[What is required] Repeat the entire listing exactly.

[Dataset records]
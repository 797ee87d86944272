//! Vocabulary book with spaced review
//!
//! Due-for-review is derived on demand, never stored. After the n-th
//! review an item waits `REVIEW_SCHEDULE[n - 1]` days (the last interval
//! repeats); three reviews mark it mastered.

use chrono::{DateTime, Utc};
use serde::{Deserialize, Serialize};
use uuid::Uuid;

use lingo_records::{Identified, RecordKey, RecordStore};

use crate::error::LearningError;
use crate::words::RecommendedWord;
use crate::Result;

/// Days to wait after the 1st, 2nd and later reviews
pub const REVIEW_SCHEDULE: [i64; 3] = [1, 3, 7];
pub const MASTERY_REVIEWS: usize = 3;

const SECONDS_PER_DAY: i64 = 86_400;

#[derive(Debug, Clone, PartialEq, Serialize, Deserialize)]
#[serde(rename_all = "camelCase")]
pub struct VocabularyItem {
    pub id: String,
    pub word: String,
    pub meaning: String,
    #[serde(default)]
    pub example: String,
    #[serde(default)]
    pub source: String,
    pub added_date: DateTime<Utc>,
    #[serde(default)]
    pub review_dates: Vec<DateTime<Utc>>,
    #[serde(default)]
    pub mastered: bool,
}

impl VocabularyItem {
    pub fn review_count(&self) -> usize {
        self.review_dates.len()
    }

    pub fn last_reviewed(&self) -> Option<DateTime<Utc>> {
        self.review_dates.last().copied()
    }

    /// Interval owed after the latest review, `None` before the first one.
    pub fn next_interval_days(&self) -> Option<i64> {
        let count = self.review_count();
        if count == 0 {
            return None;
        }
        Some(REVIEW_SCHEDULE[(count - 1).min(REVIEW_SCHEDULE.len() - 1)])
    }

    pub fn is_due(&self, now: DateTime<Utc>) -> bool {
        if self.mastered {
            return false;
        }

        match (self.last_reviewed(), self.next_interval_days()) {
            (Some(last), Some(interval)) => {
                // Whole days elapsed, floored
                let days = (now - last).num_seconds().div_euclid(SECONDS_PER_DAY);
                days >= interval
            }
            _ => true,
        }
    }

    fn record_review(&mut self, at: DateTime<Utc>) {
        self.review_dates.push(at);
        if self.review_dates.len() >= MASTERY_REVIEWS {
            self.mastered = true;
        }
    }
}

impl Identified for VocabularyItem {
    fn id(&self) -> &str {
        &self.id
    }
}

/// Items to surface for review at `now`, in stored order.
pub fn due_for_review(items: &[VocabularyItem], now: DateTime<Utc>) -> Vec<VocabularyItem> {
    items.iter().filter(|item| item.is_due(now)).cloned().collect()
}

#[derive(Debug, Clone, Default, PartialEq, Eq, Serialize, Deserialize)]
pub struct NewVocabulary {
    pub word: String,
    pub meaning: String,
    pub example: String,
    pub source: String,
}

impl From<&RecommendedWord> for NewVocabulary {
    fn from(word: &RecommendedWord) -> Self {
        Self {
            word: word.word.to_string(),
            meaning: word.meaning.to_string(),
            example: word.example.to_string(),
            source: "recommended".to_string(),
        }
    }
}

pub struct VocabularyBook {
    store: RecordStore,
}

impl VocabularyBook {
    pub fn new(store: RecordStore) -> Self {
        Self { store }
    }

    /// Newest first
    pub fn list(&self) -> Result<Vec<VocabularyItem>> {
        Ok(self.store.read_or_default(RecordKey::Vocabulary)?)
    }

    pub fn add(&self, item: NewVocabulary) -> Result<VocabularyItem> {
        self.add_at(item, Utc::now())
    }

    pub fn add_at(&self, item: NewVocabulary, now: DateTime<Utc>) -> Result<VocabularyItem> {
        if item.word.trim().is_empty() {
            return Err(LearningError::EmptyField("word"));
        }
        if item.meaning.trim().is_empty() {
            return Err(LearningError::EmptyField("meaning"));
        }

        let entry = VocabularyItem {
            id: Uuid::new_v4().to_string(),
            word: item.word.trim().to_string(),
            meaning: item.meaning.trim().to_string(),
            example: item.example,
            source: item.source,
            added_date: now,
            review_dates: Vec::new(),
            mastered: false,
        };

        self.store
            .update(RecordKey::Vocabulary, Vec::new(), |items: &mut Vec<VocabularyItem>| {
                items.insert(0, entry.clone())
            })?;

        tracing::debug!(word = %entry.word, source = %entry.source, "Added vocabulary");

        Ok(entry)
    }

    pub fn mark_reviewed(&self, id: &str) -> Result<VocabularyItem> {
        self.mark_reviewed_at(id, Utc::now())
    }

    pub fn mark_reviewed_at(&self, id: &str, at: DateTime<Utc>) -> Result<VocabularyItem> {
        let mut items = self.list()?;
        let item = items
            .iter_mut()
            .find(|v| v.id == id)
            .ok_or_else(|| LearningError::NotFound(id.to_string()))?;

        item.record_review(at);
        let reviewed = item.clone();

        self.store.write(RecordKey::Vocabulary, &items)?;

        if reviewed.mastered {
            tracing::info!(word = %reviewed.word, "Vocabulary mastered");
        }

        Ok(reviewed)
    }

    pub fn delete(&self, id: &str) -> Result<bool> {
        Ok(self
            .store
            .remove_by_id::<VocabularyItem, _>(RecordKey::Vocabulary, id)?)
    }

    pub fn due(&self, now: DateTime<Utc>) -> Result<Vec<VocabularyItem>> {
        Ok(due_for_review(&self.list()?, now))
    }

    /// Recommended words whose spelling is not already in the book.
    pub fn unsaved<'a>(&self, words: &'a [RecommendedWord]) -> Result<Vec<&'a RecommendedWord>> {
        let items = self.list()?;
        Ok(words
            .iter()
            .filter(|w| !items.iter().any(|v| v.word.eq_ignore_ascii_case(w.word)))
            .collect())
    }
}

impl Clone for VocabularyBook {
    fn clone(&self) -> Self {
        Self {
            store: self.store.clone(),
        }
    }
}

[Answer to this task]
repository 797ee87d86944272
//! Vocabulary book with spaced review
//!
//! Due-for-review is derived on demand, never stored. After the n-th
//! review an item waits `REVIEW_SCHEDULE[n - 1]` days (the last interval
//! repeats); three reviews mark it mastered.

use chrono::{DateTime, Utc};
use serde::{Deserialize, Serialize};
use uuid::Uuid;

use lingo_records::{Identified, RecordKey, RecordStore};

use crate::error::LearningError;
use crate::words::RecommendedWord;
use crate::Result;

/// Days to wait after the 1st, 2nd and later reviews
pub const REVIEW_SCHEDULE: [i64; 3] = [1, 3, 7];
pub const MASTERY_REVIEWS: usize = 3;

const SECONDS_PER_DAY: i64 = 86_400;

#[derive(Debug, Clone, PartialEq, Serialize, Deserialize)]
#[serde(rename_all = "camelCase")]
pub struct VocabularyItem {
    pub id: String,
    pub word: String,
    pub meaning: String,
    #[serde(default)]
    pub example: String,
    #[serde(default)]
    pub source: String,
    pub added_date: DateTime<Utc>,
    #[serde(default)]
    pub review_dates: Vec<DateTime<Utc>>,
    #[serde(default)]
    pub mastered: bool,
}

impl VocabularyItem {
    pub fn review_count(&self) -> usize {
        self.review_dates.len()
    }

    pub fn last_reviewed(&self) -> Option<DateTime<Utc>> {
        self.review_dates.last().copied()
    }

    /// Interval owed after the latest review, `None` before the first one.
    pub fn next_interval_days(&self) -> Option<i64> {
        let count = self.review_count();
        if count == 0 {
            return None;
        }
        Some(REVIEW_SCHEDULE[(count - 1).min(REVIEW_SCHEDULE.len() - 1)])
    }

    pub fn is_due(&self, now: DateTime<Utc>) -> bool {
        if self.mastered {
            return false;
        }

        match (self.last_reviewed(), self.next_interval_days()) {
            (Some(last), Some(interval)) => {
                // Whole days elapsed, floored
                let days = (now - last).num_seconds().div_euclid(SECONDS_PER_DAY);
                days >= interval
            }
            _ => true,
        }
    }

    fn record_review(&mut self, at: DateTime<Utc>) {
        self.review_dates.push(at);
        if self.review_dates.len() >= MASTERY_REVIEWS {
            self.mastered = true;
        }
    }
}

impl Identified for VocabularyItem {
    fn id(&self) -> &str {
        &self.id
    }
}

/// Items to surface for review at `now`, in stored order.
pub fn due_for_review(items: &[VocabularyItem], now: DateTime<Utc>) -> Vec<VocabularyItem> {
    items.iter().filter(|item| item.is_due(now)).cloned().collect()
}

#[derive(Debug, Clone, Default, PartialEq, Eq, Serialize, Deserialize)]
pub struct NewVocabulary {
    pub word: String,
    pub meaning: String,
    pub example: String,
    pub source: String,
}

impl From<&RecommendedWord> for NewVocabulary {
    fn from(word: &RecommendedWord) -> Self {
        Self {
            word: word.word.to_string(),
            meaning: word.meaning.to_string(),
            example: word.example.to_string(),
            source: "recommended".to_string(),
        }
    }
}

pub struct VocabularyBook {
    store: RecordStore,
}

impl VocabularyBook {
    pub fn new(store: RecordStore) -> Self {
        Self { store }
    }

    /// Newest first
    pub fn list(&self) -> Result<Vec<VocabularyItem>> {
        Ok(self.store.read_or_default(RecordKey::Vocabulary)?)
    }

    pub fn add(&self, item: NewVocabulary) -> Result<VocabularyItem> {
        self.add_at(item, Utc::now())
    }

    pub fn add_at(&self, item: NewVocabulary, now: DateTime<Utc>) -> Result<VocabularyItem> {
        if item.word.trim().is_empty() {
            return Err(LearningError::EmptyField("word"));
        }
        if item.meaning.trim().is_empty() {
            return Err(LearningError::EmptyField("meaning"));
        }

        let entry = VocabularyItem {
            id: Uuid::new_v4().to_string(),
            word: item.word.trim().to_string(),
            meaning: item.meaning.trim().to_string(),
            example: item.example,
            source: item.source,
            added_date: now,
            review_dates: Vec::new(),
            mastered: false,
        };

        self.store
            .update(RecordKey::Vocabulary, Vec::new(), |items: &mut Vec<VocabularyItem>| {
                items.insert(0, entry.clone())
            })?;

        tracing::debug!(word = %entry.word, source = %entry.source, "Added vocabulary");

        Ok(entry)
    }

    pub fn mark_reviewed(&self, id: &str) -> Result<VocabularyItem> {
        self.mark_reviewed_at(id, Utc::now())
    }

    pub fn mark_reviewed_at(&self, id: &str, at: DateTime<Utc>) -> Result<VocabularyItem> {
        let mut items = self.list()?;
        let item = items
            .iter_mut()
            .find(|v| v.id == id)
            .ok_or_else(|| LearningError::NotFound(id.to_string()))?;

        item.record_review(at);
        let reviewed = item.clone();

        self.store.write(RecordKey::Vocabulary, &items)?;

        if reviewed.mastered {
            tracing::info!(word = %reviewed.word, "Vocabulary mastered");
        }

        Ok(reviewed)
    }

    pub fn delete(&self, id: &str) -> Result<bool> {
        Ok(self
            .store
            .remove_by_id::<VocabularyItem, _>(RecordKey::Vocabulary, id)?)
    }

    pub fn due(&self, now: DateTime<Utc>) -> Result<Vec<VocabularyItem>> {
        Ok(due_for_review(&self.list()?, now))
    }

    /// Recommended words whose spelling is not already in the book.
    pub fn unsaved<'a>(&self, words: &'a [RecommendedWord]) -> Result<Vec<&'a RecommendedWord>> {
        let items = self.list()?;
        Ok(words
            .iter()
            .filter(|w| !items.iter().any(|v| v.word.eq_ignore_ascii_case(w.word)))
            .collect())
    }
}

impl Clone for VocabularyBook {
    fn clone(&self) -> Self {
        Self {
            store: self.store.clone(),
        }
    }
}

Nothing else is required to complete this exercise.